In the case where registering is open for the public, it is trivial for a
would be attacker to find the password requirements. They only need to go
through registration to find the password complexity. This means that you are
incurring a usability cost with out a security gain.

One limitation of showing the requirements at log in I could think of is that
it would require all users to have the same password requirements. This is
just a thought, but if the password requirements were random throughout the
userbase, it would make it more difficult for your users to use the same
password across different sites. For example, if you require 25% of your users
to have two capital letters, 25% have 2 symbols .. etc, it is less likely they
would have gotten the same requirement from a different site.

------
adamb_
Usually form validation occurs on the server-side, written such that if a
form's post body is invalid, a human-readable set of errors will be returned
to the client to display. In this context, the password is just another field
mapped to a specific conditional check -- which, if evaluated as false, simply
means adding a canned message to the said set of errors to return.

------
afarrell
> Many people use the same set of passwords

We don't want to encourage that. It makes your account more likely to be
compromised.

This prompts another question: why don't password fields have the logos of
password managers to hint people in this direction? If it is the signup page,
then that would decrease conversion rates.

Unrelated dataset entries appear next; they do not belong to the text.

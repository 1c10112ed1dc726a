// TCP transport implementation
use crate::traits::{Connector, Transport, TransportListener};
use nix::sys::socket::{self, setsockopt, sockopt, AddressFamily, SockFlag, SockType, SockaddrIn};
use std::io::{self, Read, Result, Write};
use std::net::{Shutdown, SocketAddr, TcpListener, TcpStream};
use std::os::fd::{AsRawFd, OwnedFd};
use tracing::debug;
use wilc_core::{Endpoint, Error};

pub struct TcpTransport {
    stream: TcpStream,
}

impl TcpTransport {
    pub fn new(stream: TcpStream) -> Self {
        TcpTransport { stream }
    }

    /// Disable Nagle's algorithm (TCP_NODELAY)
    pub fn set_nodelay(&self, nodelay: bool) -> Result<()> {
        setsockopt(&self.stream, sockopt::TcpNoDelay, &nodelay).map_err(io::Error::from)
    }

    /// Set socket send buffer size (SO_SNDBUF)
    pub fn set_send_buffer_size(&self, size: usize) -> Result<()> {
        setsockopt(&self.stream, sockopt::SndBuf, &size).map_err(io::Error::from)
    }
}

impl Transport for TcpTransport {
    fn send(&mut self, data: &[u8]) -> Result<usize> {
        self.stream.write(data)
    }

    fn receive(&mut self, buf: &mut [u8]) -> Result<usize> {
        self.stream.read(buf)
    }

    fn shutdown(&self, how: Shutdown) -> Result<()> {
        match self.stream.shutdown(how) {
            // Peer already tore the stream down; nothing left to unblock
            Err(e) if e.kind() == io::ErrorKind::NotConnected => Ok(()),
            other => other,
        }
    }

    fn try_clone(&self) -> Result<Box<dyn Transport>> {
        Ok(Box::new(TcpTransport::new(self.stream.try_clone()?)))
    }

    fn peer_addr(&self) -> Option<SocketAddr> {
        self.stream.peer_addr().ok()
    }
}

/// Socket options applied right after the connection is established.
#[derive(Debug, Clone, Default)]
pub struct TcpOptions {
    pub nodelay: bool,
    pub send_buffer_size: Option<usize>,
}

/// Opens blocking IPv4 TCP streams.
///
/// Socket allocation and connection establishment are separate syscalls so
/// the two failure modes surface as `SocketCreateFailed` and
/// `ConnectFailed` respectively.
#[derive(Debug, Clone, Default)]
pub struct TcpConnector {
    options: TcpOptions,
}

impl TcpConnector {
    pub fn new(options: TcpOptions) -> Self {
        TcpConnector { options }
    }

    fn open_socket() -> Result<OwnedFd> {
        socket::socket(
            AddressFamily::Inet,
            SockType::Stream,
            SockFlag::empty(),
            None,
        )
        .map_err(io::Error::from)
    }
}

impl Connector for TcpConnector {
    fn connect(&self, endpoint: &Endpoint) -> wilc_core::Result<Box<dyn Transport>> {
        let fd = Self::open_socket().map_err(Error::SocketCreateFailed)?;
        let addr = SockaddrIn::from(endpoint.socket_addr());
        socket::connect(fd.as_raw_fd(), &addr).map_err(|errno| Error::ConnectFailed {
            endpoint: *endpoint,
            source: io::Error::from(errno),
        })?;

        let transport = TcpTransport::new(TcpStream::from(fd));

        // Tuning failures leave a working stream behind, so they are not fatal
        if self.options.nodelay {
            if let Err(e) = transport.set_nodelay(true) {
                debug!(%endpoint, error = %e, "TCP_NODELAY not applied");
            }
        }
        if let Some(size) = self.options.send_buffer_size {
            if let Err(e) = transport.set_send_buffer_size(size) {
                debug!(%endpoint, size, error = %e, "SO_SNDBUF not applied");
            }
        }

        Ok(Box::new(transport))
    }
}

/// Listening side, used by the peer tool and loopback tests.
pub struct TcpTransportListener {
    address: String,
    listener: Option<TcpListener>,
}

impl TcpTransportListener {
    pub fn new(address: &str) -> Self {
        TcpTransportListener {
            address: address.to_string(),
            listener: None,
        }
    }

    pub fn local_addr(&self) -> Result<SocketAddr> {
        match self.listener {
            Some(ref listener) => listener.local_addr(),
            None => Err(io::Error::new(io::ErrorKind::NotConnected, "Not bound")),
        }
    }
}

impl TransportListener for TcpTransportListener {
    type Connection = TcpTransport;

    fn bind(&mut self) -> Result<()> {
        self.listener = Some(TcpListener::bind(&self.address)?);
        Ok(())
    }

    fn accept(&mut self) -> Result<TcpTransport> {
        if let Some(ref listener) = self.listener {
            let (stream, _) = listener.accept()?;
            Ok(TcpTransport::new(stream))
        } else {
            Err(io::Error::new(io::ErrorKind::NotConnected, "Not bound"))
        }
    }
}

#[cfg(test)]
mod tests {
    use super::*;
    use std::thread;
    use wilc_core::ErrorKind;

    fn bound_listener() -> (TcpTransportListener, Endpoint) {
        let mut listener = TcpTransportListener::new("127.0.0.1:0");
        listener.bind().unwrap();
        let endpoint = Endpoint::try_from(listener.local_addr().unwrap()).unwrap();
        (listener, endpoint)
    }

    #[test]
    fn connector_reaches_local_listener() {
        let (mut listener, endpoint) = bound_listener();
        let accept = thread::spawn(move || {
            let mut conn = listener.accept().unwrap();
            let mut buf = [0u8; 4];
            let mut got = 0;
            while got < 4 {
                got += conn.receive(&mut buf[got..]).unwrap();
            }
            buf
        });

        let connector = TcpConnector::new(TcpOptions {
            nodelay: true,
            send_buffer_size: Some(8192),
        });
        let mut transport = connector.connect(&endpoint).unwrap();
        assert_eq!(transport.peer_addr().unwrap().port(), endpoint.port());
        let mut sent = 0;
        while sent < 4 {
            sent += transport.send(&b"wilc"[sent..]).unwrap();
        }
        assert_eq!(&accept.join().unwrap(), b"wilc");
    }

    #[test]
    fn refused_connection_is_connect_failed() {
        // Bind then drop to obtain a port nobody listens on
        let endpoint = {
            let (_listener, endpoint) = bound_listener();
            endpoint
        };
        let err = TcpConnector::default().connect(&endpoint).err().unwrap();
        assert_eq!(err.kind(), ErrorKind::ConnectFailed);
    }

    #[test]
    fn read_shutdown_unblocks_pending_receive() {
        let (mut listener, endpoint) = bound_listener();
        let _peer = thread::spawn(move || listener.accept().unwrap());

        let transport = TcpConnector::default().connect(&endpoint).unwrap();
        let mut reader = transport.try_clone().unwrap();
        let blocked = thread::spawn(move || {
            let mut buf = [0u8; 16];
            reader.receive(&mut buf)
        });

        thread::sleep(std::time::Duration::from_millis(20));
        transport.shutdown(Shutdown::Read).unwrap();
        assert_eq!(blocked.join().unwrap().unwrap(), 0);
    }

    #[test]
    fn accept_before_bind_fails() {
        let mut listener = TcpTransportListener::new("127.0.0.1:0");
        assert!(listener.accept().is_err());
        assert!(listener.local_addr().is_err());
    }
}
// Math facade: platform numeric functions plus the seedable legacy generator.
// Domain violations (sqrt(-1), log(0), ...) behave like the platform library:
// NaN or infinities, never a panic.
use once_cell::sync::Lazy;
use std::sync::{Mutex, PoisonError};

pub fn acos(x: f64) -> f64 {
    x.acos()
}

pub fn asin(x: f64) -> f64 {
    x.asin()
}

pub fn atan(x: f64) -> f64 {
    x.atan()
}

pub fn atan2(y: f64, x: f64) -> f64 {
    y.atan2(x)
}

pub fn cos(x: f64) -> f64 {
    x.cos()
}

pub fn cosh(x: f64) -> f64 {
    x.cosh()
}

pub fn sin(x: f64) -> f64 {
    x.sin()
}

pub fn sinh(x: f64) -> f64 {
    x.sinh()
}

pub fn tan(x: f64) -> f64 {
    x.tan()
}

pub fn tanh(x: f64) -> f64 {
    x.tanh()
}

pub fn exp(x: f64) -> f64 {
    x.exp()
}

/// Split `x` into a mantissa in [0.5, 1) and a power of two:
/// `x == mantissa * 2^exponent`.
pub fn frexp(x: f64) -> (f64, i32) {
    if x == 0.0 || x.is_nan() || x.is_infinite() {
        return (x, 0);
    }
    let bits = x.to_bits();
    let biased = ((bits >> 52) & 0x7ff) as i32;
    if biased == 0 {
        // Subnormal: normalize first
        let (mantissa, exponent) = frexp(x * f64::from_bits(0x4350_0000_0000_0000));
        return (mantissa, exponent - 54);
    }
    let mantissa = f64::from_bits((bits & !(0x7ff << 52)) | (1022 << 52));
    (mantissa, biased - 1022)
}

/// `x * 2^exponent`
pub fn ldexp(x: f64, exponent: i32) -> f64 {
    let mut x = x;
    let mut exponent = exponent;
    while exponent > 1023 && x.is_finite() && x != 0.0 {
        x *= 2f64.powi(1023);
        exponent -= 1023;
    }
    while exponent < -1022 && x.is_finite() && x != 0.0 {
        x *= 2f64.powi(-1022);
        exponent += 1022;
    }
    x * 2f64.powi(exponent.clamp(-1022, 1023))
}

pub fn log(x: f64) -> f64 {
    x.ln()
}

pub fn log10(x: f64) -> f64 {
    x.log10()
}

/// (fractional part, integral part), both carrying the sign of `x`.
pub fn modf(x: f64) -> (f64, f64) {
    if x.is_infinite() {
        return (0f64.copysign(x), x);
    }
    let integral = x.trunc();
    (x - integral, integral)
}

pub fn pow(x: f64, y: f64) -> f64 {
    x.powf(y)
}

pub fn sqrt(x: f64) -> f64 {
    x.sqrt()
}

pub fn ceil(x: f64) -> f64 {
    x.ceil()
}

pub fn fabs(x: f64) -> f64 {
    x.abs()
}

pub fn floor(x: f64) -> f64 {
    x.floor()
}

pub fn fmod(x: f64, y: f64) -> f64 {
    x % y
}

/// Integer absolute value; `i32::MIN` maps to itself.
pub fn abs(x: i32) -> i32 {
    x.wrapping_abs()
}

pub const RAND_MAX: i32 = 32767;

const DEFAULT_SEED: u32 = 1;

/// Deterministic pseudo-random generator (ANSI C reference LCG).
///
/// Two generators seeded alike yield the same sequence. Tests create their
/// own instance; `rand`/`srand` share one process-wide instance.
#[derive(Debug, Clone)]
pub struct Rng {
    state: u32,
}

impl Rng {
    pub fn new(seed: u32) -> Self {
        Rng { state: seed }
    }

    pub fn seed(&mut self, seed: u32) {
        self.state = seed;
    }

    /// Next value in `0..=RAND_MAX`.
    pub fn next(&mut self) -> i32 {
        self.state = self.state.wrapping_mul(1_103_515_245).wrapping_add(12_345);
        ((self.state / 65_536) % 32_768) as i32
    }
}

impl Default for Rng {
    fn default() -> Self {
        Rng::new(DEFAULT_SEED)
    }
}

// Process-wide generator; behaves as if seeded with 1 until `srand` is called
static GLOBAL_RNG: Lazy<Mutex<Rng>> = Lazy::new(|| Mutex::new(Rng::default()));

pub fn srand(seed: u32) {
    GLOBAL_RNG
        .lock()
        .unwrap_or_else(PoisonError::into_inner)
        .seed(seed);
}

pub fn rand() -> i32 {
    GLOBAL_RNG
        .lock()
        .unwrap_or_else(PoisonError::into_inner)
        .next()
}

#[cfg(test)]
mod tests {
    use super::*;

    #[test]
    fn frexp_and_ldexp_invert_each_other() {
        assert_eq!(frexp(8.0), (0.5, 4));
        assert_eq!(frexp(-3.0), (-0.75, 2));
        assert_eq!(frexp(0.0), (0.0, 0));
        let tiny = f64::from_bits(1);
        let (m, e) = frexp(tiny);
        assert_eq!(m, 0.5);
        assert_eq!(e, -1073);
        assert_eq!(ldexp(m, e), tiny);
        assert_eq!(ldexp(0.75, 2), 3.0);
        assert_eq!(ldexp(1.0, 2000), f64::INFINITY);
    }

    #[test]
    fn modf_keeps_sign() {
        assert_eq!(modf(3.25), (0.25, 3.0));
        assert_eq!(modf(-3.25), (-0.25, -3.0));
        let (frac, int) = modf(f64::NEG_INFINITY);
        assert_eq!(int, f64::NEG_INFINITY);
        assert!(frac == 0.0 && frac.is_sign_negative());
    }

    #[test]
    fn forwarding_matches_platform() {
        assert!((atan2(1.0, 1.0) - std::f64::consts::FRAC_PI_4).abs() < 1e-15);
        assert_eq!(fmod(7.5, 2.0), 1.5);
        assert_eq!(pow(2.0, 10.0), 1024.0);
        assert!(sqrt(-1.0).is_nan());
        assert_eq!(log(0.0), f64::NEG_INFINITY);
        assert_eq!(abs(-5), 5);
        assert_eq!(abs(i32::MIN), i32::MIN);
        assert_eq!(floor(-0.5), -1.0);
        assert_eq!(ceil(-0.5), -0.0);
    }

    #[test]
    fn generator_matches_reference_sequence() {
        let mut rng = Rng::default();
        assert_eq!(rng.next(), 16838);
        assert_eq!(rng.next(), 5758);
        assert_eq!(rng.next(), 10113);
    }

    #[test]
    fn reseeding_repeats_the_sequence() {
        let mut rng = Rng::new(42);
        let first: Vec<i32> = (0..5).map(|_| rng.next()).collect();
        rng.seed(42);
        let second: Vec<i32> = (0..5).map(|_| rng.next()).collect();
        assert_eq!(first, second);
        assert!(first.iter().all(|v| (0..=RAND_MAX).contains(v)));
    }

    #[test]
    fn global_generator_is_seedable() {
        srand(7);
        let a = rand();
        srand(7);
        assert_eq!(rand(), a);
    }
}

But on the login page, that would
be fine, no?

------
ezekg
Recently I've just been using zxcvbn[0] to score passwords client-side,
skipping the extra server-side criteria. It seems to be working nicely.
Educate, don't infuriate. :)

[0]: [https://github.com/dropbox/zxcvbn](https://github.com/dropbox/zxcvbn)

------
bfred_it
I've seen a site do it, I don't remember which one.

The issue here is that password UX is simply not taken seriously. If it was,
password criteria wouldn't be so "stupid" in the first place.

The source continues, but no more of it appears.